Apesar de ter havido a flexibilização de quase todas as medidas restritivas ao longo de 2021, muitas crianças se recusaram a retornar às aulas, um fenômeno que alguns especialistas chamam de síndrome da gaiola – uma analogia ao comportamento de aves que passam bastante tempo em cativeiro e não saem mesmo quando a portinhola é aberta.
Em razão de todas essas mudanças, é necessária, segundo Cleide Sobreira, uma articulação de escolas e famílias e de diversos setores, a fim de ajudar a equacionar o problema gerado por tanto tempo de isolamento. “A sociedade precisa estar envolvida, buscando soluções, tanto na questão do acolhimento, como na de investimentos na saúde mental dos pequenos.”

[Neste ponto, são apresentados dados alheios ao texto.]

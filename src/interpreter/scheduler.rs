//! The cooperative executor shared by every fiber a [`crate::Runtime`]
//! spawns, and the tuning knobs around it.

use std::sync::Arc;

/// Tuning knobs for a [`crate::Runtime`]'s scheduler.
///
/// `yield_after_reductions` bounds how many primitive reductions a single
/// fiber performs between suspensions before `eval` cooperatively yields
/// back to the executor, so a long `FlatMap` chain can't starve sibling
/// fibers on a single-threaded executor. `None` disables the bound (the
/// default `smol::Executor` already time-slices fairly enough for most
/// uses).
#[derive(Debug, Clone)]
pub struct SchedulerConfig {
    pub yield_after_reductions: Option<u32>,
}

impl Default for SchedulerConfig {
    fn default() -> Self {
        Self {
            yield_after_reductions: None,
        }
    }
}

struct SchedulerInner {
    executor: smol::Executor<'static>,
    config: SchedulerConfig,
}

/// A cheaply cloneable handle to the executor a running [`crate::Runtime`]
/// uses to spawn fibers. Effects reach it via
/// [`crate::environment::Environment::scheduler`]; nothing outside
/// `effect`/`interpreter` touches it directly.
#[derive(Clone)]
pub(crate) struct SchedulerHandle(Arc<SchedulerInner>);

impl SchedulerHandle {
    pub(crate) fn new(config: SchedulerConfig) -> Self {
        Self(Arc::new(SchedulerInner {
            executor: smol::Executor::new(),
            config,
        }))
    }

    pub(crate) fn executor(&self) -> &smol::Executor<'static> {
        &self.0.executor
    }

    pub(crate) fn config(&self) -> &SchedulerConfig {
        &self.0.config
    }
}
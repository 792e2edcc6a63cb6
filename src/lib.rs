//! fibrous
//!
//! A typed functional effect algebra with a fiber-based interpreter:
//! build an [`effect::Effect`] with the constructors and combinators in
//! [`effect`], then hand it to a [`runtime::Runtime`] to interpret it with
//! structured concurrency, cooperative cancellation, and a [`cause::Cause`]
//! tree that preserves both sequential and parallel failure history.
//!
//! ```
//! use fibrous::effect::{fail, succeed};
//! use fibrous::runtime::Runtime;
//!
//! let rt = Runtime::default();
//! let program = succeed::<&str, i32>(1)
//!     .map(|x| x + 1)
//!     .flat_map(|x| succeed(x * 2));
//! assert_eq!(rt.unsafe_run(program), 4);
//! ```

pub mod cause;
pub mod effect;
pub mod either;
pub mod environment;
pub mod exit;
mod fiber;
mod interpreter;
pub mod runtime;
pub mod runtime_error;

pub use cause::Cause;
pub use effect::Effect;
pub use either::Either;
pub use environment::{Environment, Tag, tag};
pub use exit::Exit;
pub use fiber::{FiberExit, FiberId, FiberStatus, RunState};
pub use interpreter::SchedulerConfig;
pub use runtime::Runtime;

A educadora cristã Vanessa de Magalhães Gonçalves Silva, 38 anos, especialista em Neurociência, acredita que, entre os diversos setores da sociedade, as igrejas também devem saber agir no enfrentamento das consequências psicológicas da crise sanitária. “Se precisarmos manter as restrições por mais algum tempo, de quais estratégias vamos lançar mão? E isso em vários aspectos: o culto, a interação, a educação bíblica”, questiona.
Membro da Igreja Missionária Evangélica Maranata de Irajá, zona norte do Rio de Janeiro (RJ), Vanessa aponta que os profissionais de tecnologia estão desenvolvendo vários recursos digitais que facilitam a interação on-line, mas que nenhum tipo de contato via tela substituirá o toque, o olhar e o abraço. “Crianças necessitam de vínculo afetivo com seus pares, família e amigos. E é essencial que a igreja avalie bem esse contexto a fim de reduzir os impactos dos níveis de estresse. Estamos caminhando e já avançamos muito, entretanto sabemos que temos um longo percurso a trilhar e temos a certeza de que Deus está nos conduzindo e nos capacitando.”

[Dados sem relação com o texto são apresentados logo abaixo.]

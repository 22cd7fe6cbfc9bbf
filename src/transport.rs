//! Network boundary for the cache layer.
//!
//! The cache talks to the backend through the [`Transport`] trait so tests
//! can substitute a mock that counts requests. The real implementation,
//! [`HttpTransport`], sends JSON bodies with reqwest. Successful responses
//! arrive as `{ "data": T }` envelopes; unwrapping happens in the cache
//! layer, the transport returns the raw body.

use color_eyre::{eyre::eyre, Result};
use serde::Deserialize;
use serde_json::Value;
use std::future::Future;
use std::pin::Pin;
use url::Url;

/// A boxed future, the shape transport implementations return.
pub type BoxFuture<T> = Pin<Box<dyn Future<Output = T> + Send>>;

/// Transport-level failure: HTTP error status or a connection problem.
///
/// Cloneable so it can live inside a cache entry and be handed to every
/// subscriber that wants to render the failure.
#[derive(Debug, Clone, PartialEq, Eq)]
pub struct FetchError {
  /// HTTP status code, when the server answered at all.
  pub status: Option<u16>,
  pub message: String,
}

impl FetchError {
  pub fn transport(message: impl Into<String>) -> Self {
    Self {
      status: None,
      message: message.into(),
    }
  }

  pub fn http(status: u16, message: impl Into<String>) -> Self {
    Self {
      status: Some(status),
      message: message.into(),
    }
  }
}

impl std::fmt::Display for FetchError {
  fn fmt(&self, f: &mut std::fmt::Formatter<'_>) -> std::fmt::Result {
    match self.status {
      Some(code) => write!(f, "HTTP {}: {}", code, self.message),
      None => write!(f, "{}", self.message),
    }
  }
}

impl std::error::Error for FetchError {}

/// One request handed to a transport.
#[derive(Debug, Clone)]
pub struct TransportRequest {
  /// Endpoint path relative to the API base, e.g. `orders/search`.
  pub endpoint: String,
  /// JSON arguments; sent as the request body.
  pub args: Value,
}

/// Trait for network backends.
///
/// `query` is a read, `mutate` a write; both resolve to the raw JSON
/// response body or a [`FetchError`].
pub trait Transport: Send + Sync + 'static {
  fn query(&self, req: TransportRequest) -> BoxFuture<Result<Value, FetchError>>;

  fn mutate(&self, req: TransportRequest) -> BoxFuture<Result<Value, FetchError>>;
}

/// Successful response envelope.
#[derive(Debug, Deserialize)]
struct Envelope {
  data: Value,
}

/// Unwrap a `{ "data": T }` envelope, returning the inner payload.
pub(crate) fn unwrap_envelope(body: Value) -> Result<Value, FetchError> {
  serde_json::from_value::<Envelope>(body)
    .map(|e| e.data)
    .map_err(|e| FetchError::transport(format!("malformed response envelope: {}", e)))
}

/// HTTP transport over reqwest.
#[derive(Clone)]
pub struct HttpTransport {
  client: reqwest::Client,
  base_url: Url,
}

impl HttpTransport {
  /// Create a transport rooted at `base_url`. The URL must end with a
  /// trailing slash for relative endpoint joins to behave.
  pub fn new(base_url: &str) -> Result<Self> {
    let normalized = if base_url.ends_with('/') {
      base_url.to_string()
    } else {
      format!("{}/", base_url)
    };
    let base_url =
      Url::parse(&normalized).map_err(|e| eyre!("Invalid base URL {}: {}", base_url, e))?;

    Ok(Self {
      client: reqwest::Client::new(),
      base_url,
    })
  }

  fn post_json(&self, req: TransportRequest) -> BoxFuture<Result<Value, FetchError>> {
    let client = self.client.clone();
    let url = self.base_url.join(&req.endpoint);

    Box::pin(async move {
      let url = url.map_err(|e| FetchError::transport(format!("invalid endpoint: {}", e)))?;

      let response = client
        .post(url)
        .json(&req.args)
        .send()
        .await
        .map_err(|e| FetchError::transport(e.to_string()))?;

      let status = response.status();
      if !status.is_success() {
        let body = response.text().await.unwrap_or_default();
        return Err(FetchError::http(status.as_u16(), body));
      }

      response
        .json::<Value>()
        .await
        .map_err(|e| FetchError::transport(format!("invalid JSON response: {}", e)))
    })
  }
}

impl Transport for HttpTransport {
  fn query(&self, req: TransportRequest) -> BoxFuture<Result<Value, FetchError>> {
    self.post_json(req)
  }

  fn mutate(&self, req: TransportRequest) -> BoxFuture<Result<Value, FetchError>> {
    self.post_json(req)
  }
}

A Profª Patrícia Coelho Vieira da Silva, 42 anos, crê que as comunidades cristãs podem ser relevantes no processo de recuperação da saúde mental de crianças e adolescentes, pois têm um amplo repertório de atribuições. Além de serem locais destinados ao estudo bíblico, são espaços de socialização e de vivências. “A Igreja deve ser uma influenciadora na vida dos pequenos e ter um olhar atento e sensível para o explícito e o implícito na subjetividade deles, que, com gestos sutis, podem estar ecoando um grito de socorro”, informa a educadora, membro da Igreja Batista Ágape de Vila Pires, em Santo André (SP).

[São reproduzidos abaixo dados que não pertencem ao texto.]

use color_eyre::{eyre::eyre, Result};
use serde::Deserialize;
use std::path::{Path, PathBuf};
use std::time::Duration;

#[derive(Debug, Clone, Deserialize)]
pub struct Config {
  pub server: ServerConfig,
  #[serde(default)]
  pub cache: CacheConfig,
  #[serde(default)]
  pub state: StateConfig,
}

#[derive(Debug, Clone, Deserialize)]
pub struct ServerConfig {
  /// Base URL of the REST backend, e.g. `https://api.example.com/v1`
  pub base_url: String,
}

#[derive(Debug, Clone, Deserialize)]
pub struct CacheConfig {
  /// Seconds an unsubscribed cache entry survives before eviction
  #[serde(default = "default_grace_period_secs")]
  pub grace_period_secs: u64,
  /// Seconds a fulfilled entry stays fresh; older entries refetch on the
  /// next subscription
  #[serde(default = "default_stale_secs")]
  pub stale_secs: u64,
}

impl Default for CacheConfig {
  fn default() -> Self {
    Self {
      grace_period_secs: default_grace_period_secs(),
      stale_secs: default_stale_secs(),
    }
  }
}

fn default_grace_period_secs() -> u64 {
  60
}

fn default_stale_secs() -> u64 {
  300
}

#[derive(Debug, Clone, Default, Deserialize)]
pub struct StateConfig {
  /// Path to the view-state database (defaults to the platform data dir)
  pub db_path: Option<PathBuf>,
}

impl Config {
  /// Load configuration from file.
  ///
  /// Search order:
  /// 1. Explicit path if provided
  /// 2. ./qsync.yaml (current directory)
  /// 3. $XDG_CONFIG_HOME/qsync/config.yaml
  /// 4. ~/.config/qsync/config.yaml
  pub fn load(explicit_path: Option<&Path>) -> Result<Self> {
    let path = if let Some(p) = explicit_path {
      if p.exists() {
        Some(p.to_path_buf())
      } else {
        return Err(eyre!("Config file not found: {}", p.display()));
      }
    } else {
      Self::find_config_file()
    };

    match path {
      Some(p) => Self::load_from_path(&p),
      None => Err(eyre!(
        "No configuration file found. Create one at ~/.config/qsync/config.yaml"
      )),
    }
  }

  fn find_config_file() -> Option<PathBuf> {
    // Check current directory
    let local = PathBuf::from("qsync.yaml");
    if local.exists() {
      return Some(local);
    }

    // Check XDG config directory
    if let Some(config_dir) = dirs::config_dir() {
      let xdg_path = config_dir.join("qsync").join("config.yaml");
      if xdg_path.exists() {
        return Some(xdg_path);
      }
    }

    None
  }

  fn load_from_path(path: &Path) -> Result<Self> {
    let contents = std::fs::read_to_string(path)
      .map_err(|e| eyre!("Failed to read config file {}: {}", path.display(), e))?;

    let config: Config = serde_yaml::from_str(&contents)
      .map_err(|e| eyre!("Failed to parse config file {}: {}", path.display(), e))?;

    Ok(config)
  }

  /// Eviction grace period as a [`Duration`].
  pub fn grace_period(&self) -> Duration {
    Duration::from_secs(self.cache.grace_period_secs)
  }

  /// Entry stale time as a [`Duration`].
  pub fn stale_time(&self) -> Duration {
    Duration::from_secs(self.cache.stale_secs)
  }
}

Na visão de Patrícia, as comunidades cristãs devem estar dispostas a assumir essa função de prestar socorro, resgatar, acolher, aconselhar e curar. “Mas vale frisar que, cabe aos pais levarem os pequenos aos templos, sendo facilitadores e promotores desse processo. Em Marcos 10.13, vemos que as crianças foram levadas a Cristo. Elas também precisam conhecê-Lo e construir uma relação com Jesus.”
Sinais importantes
Algumas mudanças de comportamento podem sinalizar que a criança ou o adolescente não está bem. Perceba as alterações, a fim de acolhê-los em suas necessidades e buscar ajuda especializada. Fique atento caso alguns destes sintomas aparecerem:
- Rosto triste, olhar sem brilho, aparentando cansaço permanente.
- Falta de vontade de brincar só ou acompanhada.
- Sonolência, cansaço e falta de energia.
- Irritabilidade sem razão aparente.
- Choro fácil, sensibilidade exagerada.
- Falta de apetite ou desejo excessivo de comer doces.
- Dificuldade para dormir.
- Medo de se separar da mãe ou do pai.
- Baixa autoestima e sentimento de inferioridade, especialmente, em relação aos amigos.
- Falta de atenção e baixo rendimento escolar.
- Incontinência urinária ou fecal, quando já era capaz, anteriormente, de controlar a eliminação de urina e fezes.